Q. So you looked when you were on the sidewalk, you looked once to the left, saw the car standing there, you stepped off of the curb and looked again and saw the car standing there; is that right? A. That is right.

Q. Then you walked on across the entire intersection without again looking to your left; is that correct? A. That is right."

Appellee contends that what we said in Henderson v. Brown, 214 Md. 463, 468-69, 135 A.2d 881 (1957) (quoted below) absolves her of contributory negligence as a matter of law:

"Maryland cases have adopted the language of Judge Cardozo in Knapp v. Barrett, 216 N.Y. 226, 230, as to one who crosses the street: `The law does not say how often he must look, or precisely how far, or when or from where. If, for example, he looks as he starts to cross, and the way seems clear, he is not bound as a matter of law to look again.' In Maryland the language, generally if not always, has been applied where the pedestrian was crossing at a crosswalk, it being said that having looked and seen no vehicle, or having seen a vehicle at a distance justifiably thought to be safe, the wayfarer was entitled to assume that an oncoming vehicle would respect his right-of-way.
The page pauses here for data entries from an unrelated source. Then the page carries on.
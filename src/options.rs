//! The answer record and the three ways of obtaining it: `TEST_OPTIONS`,
//! `--quiet` defaults, or interactive questions.

use clap::ValueEnum;
use serde::{Deserialize, Serialize};
use std::path::Path;
use tracing::debug;

use crate::cli::Cli;
use crate::io::PathUtils;
use crate::prompt::Prompt;
use crate::{Result, ScaffoldError};

/// Environment variable carrying a JSON answer record
pub const TEST_OPTIONS_ENV: &str = "TEST_OPTIONS";

#[derive(Debug, Clone, Copy, Default, PartialEq, Eq, Serialize, Deserialize, ValueEnum)]
pub enum Language {
    #[default]
    #[value(name = "ts", alias = "typescript")]
    TypeScript,
    #[value(name = "js", alias = "javascript")]
    JavaScript,
}

impl Language {
    pub fn extension(self) -> &'static str {
        match self {
            Language::TypeScript => "ts",
            Language::JavaScript => "js",
        }
    }

    pub fn label(self) -> &'static str {
        match self {
            Language::TypeScript => "TypeScript",
            Language::JavaScript => "JavaScript",
        }
    }
}

#[derive(Debug, Clone, Copy, PartialEq, Eq, Serialize, Deserialize, ValueEnum)]
#[serde(rename_all = "lowercase")]
pub enum Browser {
    Chromium,
    Firefox,
    Webkit,
}

impl Browser {
    pub const ALL: [Browser; 3] = [Browser::Chromium, Browser::Firefox, Browser::Webkit];

    pub fn name(self) -> &'static str {
        match self {
            Browser::Chromium => "chromium",
            Browser::Firefox => "firefox",
            Browser::Webkit => "webkit",
        }
    }
}

/// UI frameworks supported by experimental component testing
#[derive(Debug, Clone, Copy, PartialEq, Eq, Serialize, Deserialize)]
#[serde(rename_all = "lowercase")]
pub enum Framework {
    React,
    React17,
    Vue,
    Vue2,
    Svelte,
    Solid,
}

impl Framework {
    pub const ALL: [Framework; 6] = [
        Framework::React,
        Framework::React17,
        Framework::Vue,
        Framework::Vue2,
        Framework::Svelte,
        Framework::Solid,
    ];

    pub fn name(self) -> &'static str {
        match self {
            Framework::React => "react",
            Framework::React17 => "react17",
            Framework::Vue => "vue",
            Framework::Vue2 => "vue2",
            Framework::Svelte => "svelte",
            Framework::Solid => "solid",
        }
    }

    pub fn ct_package(self) -> String {
        format!("@playwright/experimental-ct-{}", self.name())
    }
}

fn default_true() -> bool {
    true
}

/// Answers that drive the scaffold
#[derive(Debug, Clone, PartialEq, Eq, Serialize, Deserialize)]
#[serde(rename_all = "camelCase")]
pub struct PromptOptions {
    pub test_dir: String,
    #[serde(rename = "installGitHubActions")]
    pub install_github_actions: bool,
    pub language: Language,
    #[serde(default = "default_true")]
    pub install_playwright_browsers: bool,
    #[serde(default)]
    pub install_playwright_dependencies: bool,
    #[serde(default, skip_serializing_if = "Option::is_none")]
    pub framework: Option<Framework>,
}

impl PromptOptions {
    /// Read answers from `TEST_OPTIONS`, if set
    pub fn from_env() -> Result<Option<Self>> {
        match std::env::var(TEST_OPTIONS_ENV) {
            Ok(raw) if !raw.trim().is_empty() => {
                debug!("Reading answers from {}", TEST_OPTIONS_ENV);
                Self::from_json(&raw).map(Some)
            }
            _ => Ok(None),
        }
    }

    pub fn from_json(raw: &str) -> Result<Self> {
        let options: PromptOptions = serde_json::from_str(raw).map_err(|e| {
            ScaffoldError::InvalidOptions(format!("{} is not a valid answer record: {}", TEST_OPTIONS_ENV, e))
        })?;
        options.validate()?;
        Ok(options)
    }

    /// Answers used by `--quiet`
    pub fn defaults(root: &Path, cli: &Cli) -> Self {
        Self {
            test_dir: default_test_dir(root).to_string(),
            install_github_actions: cli.gha,
            language: cli.lang.unwrap_or_default(),
            install_playwright_browsers: !cli.no_browsers,
            install_playwright_dependencies: cli.install_deps,
            framework: cli.ct.then_some(Framework::React),
        }
    }

    /// Ask the questions one by one
    pub fn ask(prompt: &mut dyn Prompt, root: &Path, cli: &Cli) -> Result<Self> {
        let languages = [Language::TypeScript, Language::JavaScript];
        let labels: Vec<&str> = languages.iter().map(|l| l.label()).collect();
        let default_language = match cli.lang.unwrap_or_default() {
            Language::TypeScript => 0,
            Language::JavaScript => 1,
        };
        let language = languages[prompt.select(
            "Do you want to use TypeScript or JavaScript?",
            &labels,
            default_language,
        )?];

        let framework = if cli.ct {
            let names: Vec<&str> = Framework::ALL.iter().map(|f| f.name()).collect();
            let picked = prompt.select("Which framework do you use? (experimental)", &names, 0)?;
            Some(Framework::ALL[picked])
        } else {
            None
        };

        let test_dir = prompt.input("Where to put your end-to-end tests?", default_test_dir(root))?;

        let install_github_actions = if cli.ct {
            false
        } else {
            prompt.confirm("Add a GitHub Actions workflow?", cli.gha)?
        };

        let install_playwright_browsers = prompt.confirm(
            "Install Playwright browsers (can be done manually via 'npx playwright install')?",
            !cli.no_browsers,
        )?;

        let install_playwright_dependencies = if cfg!(target_os = "linux") {
            prompt.confirm(
                "Install Playwright operating system dependencies (requires sudo / root - can be done manually via 'sudo npx playwright install-deps')?",
                cli.install_deps,
            )?
        } else {
            false
        };

        let options = Self {
            test_dir,
            install_github_actions,
            language,
            install_playwright_browsers,
            install_playwright_dependencies,
            framework,
        };
        options.validate()?;
        Ok(options)
    }

    pub fn validate(&self) -> Result<()> {
        let trimmed = self.test_dir.trim_end_matches(['/', '\\']);
        if !PathUtils::is_safe_path(Path::new(trimmed)) {
            return Err(ScaffoldError::UnsafePath(self.test_dir.clone().into()));
        }
        Ok(())
    }

    /// Test directory as written into generated files
    pub fn normalized_test_dir(&self) -> String {
        let posix = PathUtils::to_posix(&self.test_dir);
        posix
            .trim_start_matches("./")
            .trim_end_matches('/')
            .to_string()
    }
}

/// `tests`, unless the project already has one, then `e2e`
pub fn default_test_dir(root: &Path) -> &'static str {
    if root.join("tests").exists() {
        "e2e"
    } else {
        "tests"
    }
}

#[cfg(test)]
mod tests {
    use super::*;
    use crate::prompt::TerminalPrompt;
    use pretty_assertions::assert_eq;
    use serial_test::serial;
    use std::io::Cursor;
    use tempfile::TempDir;

    #[test]
    fn test_from_json_applies_defaults() {
        let options = PromptOptions::from_json(
            r#"{"testDir":"e2e","installGitHubActions":true,"language":"JavaScript"}"#,
        )
        .unwrap();

        assert_eq!(
            options,
            PromptOptions {
                test_dir: "e2e".to_string(),
                install_github_actions: true,
                language: Language::JavaScript,
                install_playwright_browsers: true,
                install_playwright_dependencies: false,
                framework: None,
            }
        );
    }

    #[test]
    fn test_from_json_reads_framework() {
        let options = PromptOptions::from_json(
            r#"{"testDir":"src","installGitHubActions":false,"language":"TypeScript","framework":"vue2","installPlaywrightBrowsers":false}"#,
        )
        .unwrap();

        assert_eq!(options.framework, Some(Framework::Vue2));
        assert!(!options.install_playwright_browsers);
    }

    #[test]
    fn test_from_json_rejects_missing_core_field() {
        let err = PromptOptions::from_json(r#"{"testDir":"tests","language":"TypeScript"}"#)
            .unwrap_err();
        assert!(matches!(err, ScaffoldError::InvalidOptions(_)));
        assert!(err.to_string().contains("installGitHubActions"));
    }

    #[test]
    fn test_from_json_rejects_escaping_test_dir() {
        let err = PromptOptions::from_json(
            r#"{"testDir":"../outside","installGitHubActions":false,"language":"TypeScript"}"#,
        )
        .unwrap_err();
        assert!(matches!(err, ScaffoldError::UnsafePath(_)));
    }

    #[test]
    #[serial]
    fn test_from_env_unset_and_set() {
        std::env::remove_var(TEST_OPTIONS_ENV);
        assert!(PromptOptions::from_env().unwrap().is_none());

        std::env::set_var(
            TEST_OPTIONS_ENV,
            r#"{"testDir":"tests","installGitHubActions":false,"language":"TypeScript"}"#,
        );
        let options = PromptOptions::from_env().unwrap().unwrap();
        assert_eq!(options.test_dir, "tests");

        std::env::set_var(TEST_OPTIONS_ENV, "not json");
        assert!(PromptOptions::from_env().is_err());

        std::env::remove_var(TEST_OPTIONS_ENV);
    }

    #[test]
    fn test_defaults_follow_flags() {
        let temp_dir = TempDir::new().unwrap();
        let cli = Cli {
            lang: Some(Language::JavaScript),
            gha: true,
            no_browsers: true,
            ..Default::default()
        };

        let options = PromptOptions::defaults(temp_dir.path(), &cli);
        assert_eq!(options.test_dir, "tests");
        assert_eq!(options.language, Language::JavaScript);
        assert!(options.install_github_actions);
        assert!(!options.install_playwright_browsers);
        assert!(!options.install_playwright_dependencies);
        assert_eq!(options.framework, None);
    }

    #[test]
    fn test_default_test_dir_avoids_existing_tests() {
        let temp_dir = TempDir::new().unwrap();
        assert_eq!(default_test_dir(temp_dir.path()), "tests");

        std::fs::create_dir(temp_dir.path().join("tests")).unwrap();
        assert_eq!(default_test_dir(temp_dir.path()), "e2e");
    }

    #[test]
    fn test_ask_uses_answers() {
        let temp_dir = TempDir::new().unwrap();
        // language, test dir, GitHub Actions, browsers, (linux) OS deps
        let answers = if cfg!(target_os = "linux") {
            "2\ne2e\ny\nn\nn\n"
        } else {
            "2\ne2e\ny\nn\n"
        };
        let mut output = Vec::new();
        let mut prompt = TerminalPrompt::new(Cursor::new(answers), &mut output);

        let options = PromptOptions::ask(&mut prompt, temp_dir.path(), &Cli::default()).unwrap();

        assert_eq!(options.language, Language::JavaScript);
        assert_eq!(options.test_dir, "e2e");
        assert!(options.install_github_actions);
        assert!(!options.install_playwright_browsers);
        assert!(!options.install_playwright_dependencies);
    }

    #[test]
    fn test_ask_accepts_all_defaults() {
        let temp_dir = TempDir::new().unwrap();
        let mut output = Vec::new();
        let mut prompt = TerminalPrompt::new(Cursor::new("\n\n\n\n\n"), &mut output);

        let options = PromptOptions::ask(&mut prompt, temp_dir.path(), &Cli::default()).unwrap();

        assert_eq!(options.language, Language::TypeScript);
        assert_eq!(options.test_dir, "tests");
        assert!(!options.install_github_actions);
        assert!(options.install_playwright_browsers);
    }

    #[test]
    fn test_ask_component_testing_picks_framework() {
        let temp_dir = TempDir::new().unwrap();
        let cli = Cli {
            ct: true,
            ..Default::default()
        };
        // language, framework, test dir, browsers, (linux) OS deps
        let mut output = Vec::new();
        let mut prompt = TerminalPrompt::new(Cursor::new("\nsvelte\n\n\n\n"), &mut output);

        let options = PromptOptions::ask(&mut prompt, temp_dir.path(), &cli).unwrap();

        assert_eq!(options.framework, Some(Framework::Svelte));
        assert!(!options.install_github_actions);
    }

    #[test]
    fn test_normalized_test_dir() {
        let mut options = PromptOptions::from_json(
            r#"{"testDir":"./e2e/","installGitHubActions":false,"language":"TypeScript"}"#,
        )
        .unwrap();
        assert_eq!(options.normalized_test_dir(), "e2e");

        options.test_dir = "tests\\ui".to_string();
        assert_eq!(options.normalized_test_dir(), "tests/ui");
    }
}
See, for example, Merrifield v. Hoffberger, 147 Md. 134; Taxicab Co. v. Ottenritter, 151 Md. 525; Shaivitz v. Etmanski, 164 Md. 125; Legum v. Moran, 167 Md. 339; Sheriff Motor Co. v. Parker, 169 Md. 79. The same rule might well apply, under some circumstances, when the pedestrian was crossing where he did not have the right-of-way. If, as he started to cross, he looked, and the view gave him credible assurance of adequate opportunity and ability to cross safely, he might not, as a matter of law, be said to be negligent in failing to look again, although common prudence would seem to say that it would be better to do so." (Emphasis supplied.)

It will be observed that Judge Hammond chose his words with care. He said the rule "might * * * apply under some circumstances." (Emphasis supplied.) He said further that if "the view gave * * * [appellee] credible assurance of adequate opportunity and ability to cross safely" she might not be contributorily negligent as a matter of law, in failing to look again. We do not see how this language can be applicable here.

Van said at least one car preceded him through the intersection. Seifert corroborated this. Mrs. LaMarca said "traffic was stopped on Centre Street." Mrs. Dixon (testifying for appellee, as did Seifert and Mrs. LaMarca) said traffic was stopped on Centre Street and that "at that time of the evening there is quite a lot of traffic there." Perry Fields testified that traffic on Centre Street had stopped and that "traffic was moving through Frederick Street." Officer Stanken said the light was green for traffic on Frederick Street and that "there was a good bit of traffic that day." In the circumstances the appellee's view could not have given her "credible assurance" that she had "adequate opportunity and ability to cross safely" and her statement that when she looked she saw nothing (on either Frederick or Centre Streets), except Van's motionless car, must be disregarded as impossible. It will be recalled that she did not say no traffic was there but that she did not see it. Had she looked she was bound to have seen the northbound traffic on Frederick Street. Even if it were possible to accept her statement at its face value it seems to us she could have crossed safely the remainder of the one lane of Frederick Street before Van could have proceeded from a dead stop on the other side of Centre Street to the point where she was picked up by Officer Stanken.

Having examined the evidence in the light most favorable to the appellee and having given her the benefit of all plausible inferences, Dorsey v. General Elevator, 241 Md. 99, 101, 215 A.2d 757 (1966), we must conclude she was contributorily negligent as a matter of law.

Judgment reversed. Costs to be paid by appellee.